The source buffer doesn't matter after we have filled the DMA buffers,
does it?

Anyway, I don't see any explicit synchronisation in the driver, so
probably the problem is the players calling XSync().

> In all cases, we would surely benefit some way to block on the interrupt
> instead of spin looping.

Yep.

--
Earthling Michel Dänzer (MrCooper)/ Debian GNU/Linux (powerpc) developer
XFree86 and DRI project member / CS student, Free Software enthusiast

Benjamin Herrenschmidt

unread,

May 18, 2002, 9:50:08 AM5/18/02

to

>The source buffer doesn't matter after we have filled the DMA buffers,
>does it?

Ah, you are right, I forgot about the fact we did an additional copy
here. Too bad we can't just DMA from the source buffer, that sucks,
remember the RAM throughput of most Macs isn't that good... This is
probably one reason why DMA doesn't show that a significant perf
improvement.

>Anyway, I don't see any explicit synchronisation in the driver, so
>probably the problem is the players calling XSync().

Well, do we wait for DMA to finish or not ? If we do, then we are
doing explicit sync. If we don't, then we should, at least, wait
on frame N+1 wait for frame N to finish. The point is to have at
least one frame in advance to not busyloop when there is still
work to do. The ideal case would be to block on command completion
using an IRQ of course.

XSync() can be faked. We can perfectly decide to buffer one frame
in advance, can't we ? Then XSync on the next frame, thus we won't
block on double buffer setup if the second buffer isn't filled. That
make sure we only block (or spinloop) if the decoder is feeding
us faster than the framerate, and only when we have the 2 buffers filled.
That should smooth the whole data flow and avoid a lot of useless
sleeps/busyloops.

Ben.

Michel Dänzer

unread,

May 19, 2002, 5:20:08 AM5/19/02

to

On Fri, 2002-05-17 at 04:42, Benjamin Herrenschmidt wrote:
> >The source buffer doesn't matter after we have filled the DMA buffers,
> >does it?
>
> Ah, you are right, I forgot about the fact we did an additional copy
> here. Too bad we can't just DMA from the source buffer, that sucks,
> remember the RAM throughput of most Macs isn't that good... This is
> probably one reason why DMA doesn't show that a significant perf
> improvement.

One might be able to DMA directly from the source buffer, but one would
have to walk the pages and set up descriptor tables with the bus
addresses. Do you think that could still be better? (Assuming one could
work out alignment etc.)

> >Anyway, I don't see any explicit synchronisation in the driver, so
> >probably the problem is the players calling XSync().
>
> Well, do we wait for DMA to finish or not ? If we do, then we are
> doing explicit sync.

Again, I don't see that in the driver, but maybe I'm just blind.

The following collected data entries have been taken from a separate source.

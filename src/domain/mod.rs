//! 领域模型模块
//!
//! 纯数据结构，不依赖 axum/tokio

pub mod customization;
pub mod submission;
pub mod user;

// Re-exports for convenience
pub use customization::{
    Biology, ClosetItem, CustomPet, Customization, Equipped, ObjectAsset, ObjectInfo,
};
pub use submission::Submission;
pub use user::User;
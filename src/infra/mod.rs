//! 基础设施模块
//!
//! 封装外部 HTTP 依赖：AMFPHP 网关、Dress to Impress

pub mod amfphp;
pub mod impress;

pub use amfphp::{Presence, RemoteError, RemoteGateway, RemoteMethod, RemoteService};
pub use impress::{ImpressClient, SubmitError, SubmitOutcome};

use reqwest::Client;
use std::time::Duration;

/// 创建带超时的 HTTP client，复用连接池
pub fn http_client(timeout: Duration) -> reqwest::Result<Client> {
    Client::builder()
        .timeout(timeout)
        .pool_max_idle_per_host(5)
        .pool_idle_timeout(Duration::from_secs(90))
        .user_agent(concat!("neopia/", env!("CARGO_PKG_VERSION")))
        .build()
}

> If we don't, then we should, at least, wait
> on frame N+1 wait for frame N to finish. The point is to have at
> least one frame in advance to not busyloop when there is still
> work to do. The ideal case would be to block on command completion
> using an IRQ of course.
>
> XSync() can be faked. We can perfectly decide to buffer one frame
> in advance, can't we ? Then XSync on the next frame, thus we won't
> block on double buffer setup if the second buffer isn't filled. That
> make sure we only block (or spinloop) if the decoder is feeding
> us faster than the framerate, and only when we have the 2 buffers filled.
> That should smooth the whole data flow and avoid a lot of useless
> sleeps/busyloops.

Smells like a hack, this is stretching the XSync() semantics to say the
least, in particular I think XSync() is the only feedback the players
get for the timing, I wonder if such a change wouldn't have bad effects
of its own there.

--
Earthling Michel Dänzer (MrCooper)/ Debian GNU/Linux (powerpc) developer
XFree86 and DRI project member / CS student, Free Software enthusiast

Benjamin Herrenschmidt

unread,

May 19, 2002, 5:40:10 AM5/19/02

to

>On Fri, 2002-05-17 at 04:42, Benjamin Herrenschmidt wrote:
>> >The source buffer doesn't matter after we have filled the DMA buffers,
>> >does it?
>>
>> Ah, you are right, I forgot about the fact we did an additional copy
>> here. Too bad we can't just DMA from the source buffer, that sucks,
>> remember the RAM throughput of most Macs isn't that good... This is
>> probably one reason why DMA doesn't show that a significant perf
>> improvement.
>
>One might be able to DMA directly from the source buffer, but one would
>have to walk the pages and set up descriptor tables with the bus
>addresses. Do you think that could still be better? (Assuming one could
>work out alignment etc.)

Provided that those source pages aren't in swap... Though I think some
of the v4l drivers used to do such tricks.

The ideal way, but probably not possible with current APIs, would be
to have control over Xv (MC ?) allocation routines so that when the client
frames are allocated, it really gets a pair of AGP memory blocks allocated
from the AGP aperture and mapped into the client process space.

Ideally, we could then make it cacheable, and then have Xv flush the cache
when feeding the frame to the ring.

>
>> >Anyway, I don't see any explicit synchronisation in the driver, so
>> >probably the problem is the players calling XSync().
>>
>> Well, do we wait for DMA to finish or not ? If we do, then we are
>> doing explicit sync.
>
>Again, I don't see that in the driver, but maybe I'm just blind.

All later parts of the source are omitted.